DESCRIPTION OF THE TASK => Copy out every entry, keeping each character the same.

DATASET ENTRIES =>
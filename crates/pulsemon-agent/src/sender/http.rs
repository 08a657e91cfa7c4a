use crate::config::AgentConfig;
use crate::sender::MetricSender;
use anyhow::{bail, Context, Result};
use async_trait::async_trait;
use pulsemon_common::sign;
use pulsemon_common::types::Metric;
use pulsemon_crypto::Encryptor;
use reqwest::header::CONTENT_TYPE;

/// Pushes metrics over HTTP/JSON: single updates to `/update/`, batches to
/// `/updates/`. Bodies are signed per metric and optionally sealed with the
/// collector's public key.
pub struct HttpSender {
    client: reqwest::Client,
    address: String,
    key: Option<String>,
    encryptor: Option<Encryptor>,
    source_ip: Option<String>,
}

impl HttpSender {
    pub fn new(cfg: &AgentConfig, source_ip: Option<String>) -> Result<Self> {
        let encryptor = match &cfg.crypto_key {
            Some(path) => Some(
                Encryptor::from_pem_file(path)
                    .with_context(|| format!("cannot load public key '{}'", path.display()))?,
            ),
            None => None,
        };
        // Bound every push at half the report interval so a stuck collector
        // cannot make one cycle bleed into the next.
        let client = reqwest::Client::builder()
            .timeout(cfg.report_interval / 2)
            .build()
            .context("cannot build HTTP client")?;
        Ok(Self {
            client,
            address: cfg.address.clone(),
            key: cfg.key.clone(),
            encryptor,
            source_ip,
        })
    }

    fn seal(&self, body: Vec<u8>) -> Result<Vec<u8>> {
        match &self.encryptor {
            Some(enc) => Ok(enc.encrypt(&body)?),
            None => Ok(body),
        }
    }

    async fn post(&self, path: &str, body: Vec<u8>) -> Result<()> {
        let url = format!("http://{}{}", self.address, path);
        let mut req = self
            .client
            .post(url)
            .header(CONTENT_TYPE, "application/json")
            .body(body);
        if let Some(ip) = &self.source_ip {
            req = req.header("X-Real-Ip", ip.clone());
        }
        let resp = req.send().await?;
        if !resp.status().is_success() {
            bail!("non-OK HTTP status: {}", resp.status());
        }
        Ok(())
    }

    fn signed(&self, m: &Metric) -> Metric {
        match &self.key {
            Some(key) => sign::signed(m, key),
            None => m.clone(),
        }
    }
}

#[async_trait]
impl MetricSender for HttpSender {
    async fn send_one(&self, metric: &Metric) -> Result<()> {
        let body = serde_json::to_vec(&self.signed(metric))?;
        self.post("/update/", self.seal(body)?).await
    }

    async fn send_batch(&self, metrics: &[Metric]) -> Result<()> {
        let list: Vec<Metric> = metrics.iter().map(|m| self.signed(m)).collect();
        let body = serde_json::to_vec(&list)?;
        self.post("/updates/", self.seal(body)?).await
    }
}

REPLY =>
filename crates/pulsemon-agent/src/sender/http.rs
repository 08a657e91cfa7c4a
use crate::config::AgentConfig;
use crate::sender::MetricSender;
use anyhow::{bail, Context, Result};
use async_trait::async_trait;
use pulsemon_common::sign;
use pulsemon_common::types::Metric;
use pulsemon_crypto::Encryptor;
use reqwest::header::CONTENT_TYPE;

/// Pushes metrics over HTTP/JSON: single updates to `/update/`, batches to
/// `/updates/`. Bodies are signed per metric and optionally sealed with the
/// collector's public key.
pub struct HttpSender {
    client: reqwest::Client,
    address: String,
    key: Option<String>,
    encryptor: Option<Encryptor>,
    source_ip: Option<String>,
}

impl HttpSender {
    pub fn new(cfg: &AgentConfig, source_ip: Option<String>) -> Result<Self> {
        let encryptor = match &cfg.crypto_key {
            Some(path) => Some(
                Encryptor::from_pem_file(path)
                    .with_context(|| format!("cannot load public key '{}'", path.display()))?,
            ),
            None => None,
        };
        // Bound every push at half the report interval so a stuck collector
        // cannot make one cycle bleed into the next.
        let client = reqwest::Client::builder()
            .timeout(cfg.report_interval / 2)
            .build()
            .context("cannot build HTTP client")?;
        Ok(Self {
            client,
            address: cfg.address.clone(),
            key: cfg.key.clone(),
            encryptor,
            source_ip,
        })
    }

    fn seal(&self, body: Vec<u8>) -> Result<Vec<u8>> {
        match &self.encryptor {
            Some(enc) => Ok(enc.encrypt(&body)?),
            None => Ok(body),
        }
    }

    async fn post(&self, path: &str, body: Vec<u8>) -> Result<()> {
        let url = format!("http://{}{}", self.address, path);
        let mut req = self
            .client
            .post(url)
            .header(CONTENT_TYPE, "application/json")
            .body(body);
        if let Some(ip) = &self.source_ip {
            req = req.header("X-Real-Ip", ip.clone());
        }
        let resp = req.send().await?;
        if !resp.status().is_success() {
            bail!("non-OK HTTP status: {}", resp.status());
        }
        Ok(())
    }

    fn signed(&self, m: &Metric) -> Metric {
        match &self.key {
            Some(key) => sign::signed(m, key),
            None => m.clone(),
        }
    }
}

#[async_trait]
impl MetricSender for HttpSender {
    async fn send_one(&self, metric: &Metric) -> Result<()> {
        let body = serde_json::to_vec(&self.signed(metric))?;
        self.post("/update/", self.seal(body)?).await
    }

    async fn send_batch(&self, metrics: &[Metric]) -> Result<()> {
        let list: Vec<Metric> = metrics.iter().map(|m| self.signed(m)).collect();
        let body = serde_json::to_vec(&list)?;
        self.post("/updates/", self.seal(body)?).await
    }
}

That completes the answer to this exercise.